松田 ええ。30年以上履ける靴というのを目指していますから。
石川 ジョン ロブはそうそう簡単に買える靴じゃないんだけど、きちんと手入れしながらずっと履くことを考えれば割安感もありますね。
松田 初期投資はたしかに割高かもしれませんが、そう考えてくださるお客さまに支えられています。嬉しいことですね。
ジョン ロブの未来に求めること
松田 これからのジョン ロブに求められることはありますか?
石川 世間の流行とは無縁の存在でいてほしいですね。新しいデザインに挑戦しながらも、昔のモノは昔のモノとして残してほしい。そこにあるジョッドパーブーツなんて、ものすごくクラシカルなんだけど、いまも本当に美しい。普遍の美ですよ、これは。なんでも、一度生産中止したものを復活させたとうかがいましたが。
松田 はい。クラシカルなスタイルの靴ということで注文数も少なく、一度は生産ラインからなくなりました。でも、われわれ日本からのはたらきかけ、好評の7000番ラストにのせ替えて復活させたんです。
石川 素晴らしいことですね。こういう靴は残すべき。(眺めながら)履いているうちにいかにも味が出てきそうじゃない。雨の日にもガンガン履きたい。と言いつつ、こうやって眺めていると飾っておきたくなったりしますね(笑)。
Profile
エディトリアル・ディレクター
石川次郎さん
1941年東京生まれ。64年に早稲田大学卒業後、海外旅行専門の旅行代理店へ就職。

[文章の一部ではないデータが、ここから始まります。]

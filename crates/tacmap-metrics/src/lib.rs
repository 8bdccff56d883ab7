//! Metrics declarations for the terrain pipeline.
//!
//! Every counter and histogram the pipeline emits is declared once in
//! [`metric_defs`] so call sites never spell a metric name by hand. The crate
//! re-exports `metrics`; no recorder is installed here, the binary decides.
//!
//! ```rust
//! use tacmap_metrics::{metric_defs, MetricLabels};
//!
//! let labels = MetricLabels::new("elevation");
//! tacmap_metrics::metrics::counter!(metric_defs::TILE_DECODES.name, &labels.to_labels()).increment(1);
//! ```

pub use metrics;

use metrics::{describe_counter, describe_histogram, Unit};

/// The kind of metric (counter or histogram).
#[derive(Debug, Clone, Copy, PartialEq, Eq)]
pub enum MetricKind {
    /// A monotonically increasing counter.
    Counter,
    /// A histogram for recording distributions.
    Histogram,
}

impl MetricKind {
    /// Returns the kind as a lowercase string.
    pub const fn as_str(&self) -> &'static str {
        match self {
            MetricKind::Counter => "counter",
            MetricKind::Histogram => "histogram",
        }
    }
}

impl std::fmt::Display for MetricKind {
    fn fmt(&self, f: &mut std::fmt::Formatter<'_>) -> std::fmt::Result {
        f.write_str(self.as_str())
    }
}

/// A metric declaration with its metadata.
///
/// Built with const constructors so the whole catalogue lives in statics.
#[derive(Debug, Clone)]
pub struct Metric {
    /// The metric name (e.g., "tacmap.fetch.attempts").
    pub name: &'static str,
    /// The kind of metric.
    pub kind: MetricKind,
    /// Human-readable description of the metric.
    pub description: &'static str,
    /// The unit of measurement (optional).
    pub unit: Option<Unit>,
    /// Expected label keys for this metric.
    pub labels: &'static [&'static str],
}

impl Metric {
    const fn with_kind(name: &'static str, kind: MetricKind) -> Self {
        Self {
            name,
            kind,
            description: "",
            unit: None,
            labels: &[],
        }
    }

    /// Creates a new counter metric with the given name.
    pub const fn counter(name: &'static str) -> Self {
        Self::with_kind(name, MetricKind::Counter)
    }

    /// Creates a new histogram metric with the given name.
    pub const fn histogram(name: &'static str) -> Self {
        Self::with_kind(name, MetricKind::Histogram)
    }

    /// Sets the description for the metric.
    pub const fn with_description(mut self, description: &'static str) -> Self {
        self.description = description;
        self
    }

    /// Sets the unit for the metric.
    pub const fn with_unit(mut self, unit: Unit) -> Self {
        self.unit = Some(unit);
        self
    }

    /// Sets the expected label keys for the metric.
    pub const fn with_labels(mut self, labels: &'static [&'static str]) -> Self {
        self.labels = labels;
        self
    }

    /// Registers this metric's description with the installed recorder.
    pub fn describe(&self) {
        match (self.kind, self.unit) {
            (MetricKind::Counter, Some(unit)) => {
                describe_counter!(self.name, unit, self.description);
            }
            (MetricKind::Counter, None) => {
                describe_counter!(self.name, self.description);
            }
            (MetricKind::Histogram, Some(unit)) => {
                describe_histogram!(self.name, unit, self.description);
            }
            (MetricKind::Histogram, None) => {
                describe_histogram!(self.name, self.description);
            }
        }
    }
}

/// All metric definitions for the terrain pipeline.
pub mod metric_defs {
    use super::{Metric, Unit};

    // ========================================================================
    // Storage
    // ========================================================================

    /// Fetch attempts against a single storage candidate.
    ///
    /// Labels: source
    pub const FETCH_ATTEMPTS: Metric = Metric::counter("tacmap.fetch.attempts")
        .with_description("Fetch attempts against a single storage candidate")
        .with_unit(Unit::Count)
        .with_labels(&["source"]);

    /// Candidate fetches that failed (transport error, bad status or undecodable payload).
    ///
    /// Labels: source
    pub const FETCH_FAILURES: Metric = Metric::counter("tacmap.fetch.failures")
        .with_description("Storage candidate fetches that failed")
        .with_unit(Unit::Count)
        .with_labels(&["source"]);

    /// Resources for which every candidate failed.
    pub const FETCH_EXHAUSTED: Metric = Metric::counter("tacmap.fetch.exhausted")
        .with_description("Resources for which every storage candidate failed")
        .with_unit(Unit::Count);

    /// Bytes downloaded from storage.
    ///
    /// Labels: source
    pub const FETCH_BYTES: Metric = Metric::counter("tacmap.fetch.bytes")
        .with_description("Bytes downloaded from storage")
        .with_unit(Unit::Bytes)
        .with_labels(&["source"]);

    // ========================================================================
    // Caches
    // ========================================================================

    /// Cache lookups that returned a live entry.
    ///
    /// Labels: cache
    pub const CACHE_HITS: Metric = Metric::counter("tacmap.cache.hits")
        .with_description("Cache lookups that returned a live entry")
        .with_unit(Unit::Count)
        .with_labels(&["cache"]);

    /// Cache lookups that missed or found an expired entry.
    ///
    /// Labels: cache
    pub const CACHE_MISSES: Metric = Metric::counter("tacmap.cache.misses")
        .with_description("Cache lookups that missed")
        .with_unit(Unit::Count)
        .with_labels(&["cache"]);

    /// Entries evicted because the cache was full.
    ///
    /// Labels: cache
    pub const CACHE_EVICTIONS: Metric = Metric::counter("tacmap.cache.evictions")
        .with_description("Entries evicted because the cache was at capacity")
        .with_unit(Unit::Count)
        .with_labels(&["cache"]);

    // ========================================================================
    // Archives and indices
    // ========================================================================

    /// Archive entries extracted.
    pub const ARCHIVE_EXTRACTIONS: Metric = Metric::counter("tacmap.archive.extractions")
        .with_description("Entries extracted from downloaded archives")
        .with_unit(Unit::Count);

    /// Index loads that fell back to the degraded empty document.
    ///
    /// Labels: dataset
    pub const INDEX_FALLBACKS: Metric = Metric::counter("tacmap.index.fallbacks")
        .with_description("Index loads that fell back to the degraded document")
        .with_unit(Unit::Count)
        .with_labels(&["dataset"]);

    /// Tile lookups that found no covering tile.
    ///
    /// Labels: dataset
    pub const TILE_NO_DATA: Metric = Metric::counter("tacmap.tile.no_data")
        .with_description("Coordinates outside every indexed tile")
        .with_unit(Unit::Count)
        .with_labels(&["dataset"]);

    /// Raster tiles decoded from archive bytes.
    ///
    /// Labels: dataset
    pub const TILE_DECODES: Metric = Metric::counter("tacmap.tile.decodes")
        .with_description("Raster tiles decoded from archive bytes")
        .with_unit(Unit::Count)
        .with_labels(&["dataset"]);

    // ========================================================================
    // Classification
    // ========================================================================

    /// Image classification runs completed by the worker.
    pub const CLASSIFY_RUNS: Metric = Metric::counter("tacmap.classify.runs")
        .with_description("Image classification runs completed")
        .with_unit(Unit::Count);

    /// Classification runs that ended in an error response.
    pub const CLASSIFY_ERRORS: Metric = Metric::counter("tacmap.classify.errors")
        .with_description("Image classification runs relayed as errors")
        .with_unit(Unit::Count);

    /// Wall time of one classification run.
    pub const CLASSIFY_DURATION: Metric = Metric::histogram("tacmap.classify.duration_ms")
        .with_description("Wall time of one classification run")
        .with_unit(Unit::Milliseconds);

    /// Every metric, for [`describe_metrics`](super::describe_metrics).
    pub const ALL: &[&Metric] = &[
        &FETCH_ATTEMPTS,
        &FETCH_FAILURES,
        &FETCH_EXHAUSTED,
        &FETCH_BYTES,
        &CACHE_HITS,
        &CACHE_MISSES,
        &CACHE_EVICTIONS,
        &ARCHIVE_EXTRACTIONS,
        &INDEX_FALLBACKS,
        &TILE_NO_DATA,
        &TILE_DECODES,
        &CLASSIFY_RUNS,
        &CLASSIFY_ERRORS,
        &CLASSIFY_DURATION,
    ];
}

/// Labels identifying the dataset behind a metric.
#[derive(Debug, Clone)]
pub struct MetricLabels {
    /// Dataset type ("elevation", "vegetation").
    pub dataset: String,
}

impl MetricLabels {
    /// Creates labels for a dataset.
    pub fn new(dataset: impl Into<String>) -> Self {
        Self {
            dataset: dataset.into(),
        }
    }

    /// Converts the labels to the metrics crate label format.
    pub fn to_labels(&self) -> Vec<(&'static str, String)> {
        vec![("dataset", self.dataset.clone())]
    }
}

/// Describes all metrics used by the pipeline.
///
/// Call once at startup, after installing a recorder.
pub fn describe_metrics() {
    for metric in metric_defs::ALL {
        metric.describe();
    }
}

#[cfg(test)]
mod tests {
    use super::*;

    #[test]
    fn test_metric_definitions() {
        assert_eq!(metric_defs::FETCH_ATTEMPTS.name, "tacmap.fetch.attempts");
        assert_eq!(metric_defs::FETCH_ATTEMPTS.kind, MetricKind::Counter);
        assert_eq!(metric_defs::FETCH_BYTES.unit, Some(Unit::Bytes));
        assert_eq!(metric_defs::CLASSIFY_DURATION.kind, MetricKind::Histogram);
        assert_eq!(metric_defs::CACHE_HITS.labels, &["cache"]);
    }

    #[test]
    fn test_all_metric_names_unique() {
        let mut names: Vec<&str> = metric_defs::ALL.iter().map(|m| m.name).collect();
        let total = names.len();
        names.sort_unstable();
        names.dedup();
        assert_eq!(names.len(), total);
    }

    #[test]
    fn test_dataset_labels() {
        let labels = MetricLabels::new("vegetation").to_labels();
        assert_eq!(labels, vec![("dataset", "vegetation".to_string())]);
    }

    #[test]
    fn test_kind_display() {
        assert_eq!(MetricKind::Histogram.to_string(), "histogram");
    }

    #[test]
    fn test_borrowed_labels_record_without_recorder() {
        let labels = MetricLabels::new("elevation");
        metrics::counter!(metric_defs::TILE_DECODES.name, &labels.to_labels()).increment(1);
    }
}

2年で辞め、平凡出版(現マガジンハウス)へと入社。『平凡パンチ』誌の海外取材担当編集者となる。
『メイド・イン・USAカタログ』を経て、『ポパイ』『ブルータス』『ターザン』『ガリバー』の創刊に携わり各誌の編集長を歴任。93年2月にマガジンハウスを辞し、編集プロダクションを設立する。
94年からテレビ朝日『トゥナイト2』のキャスターを8年間務めた。現在、BS朝日の旅番組『亜細亜見聞録』に出演中。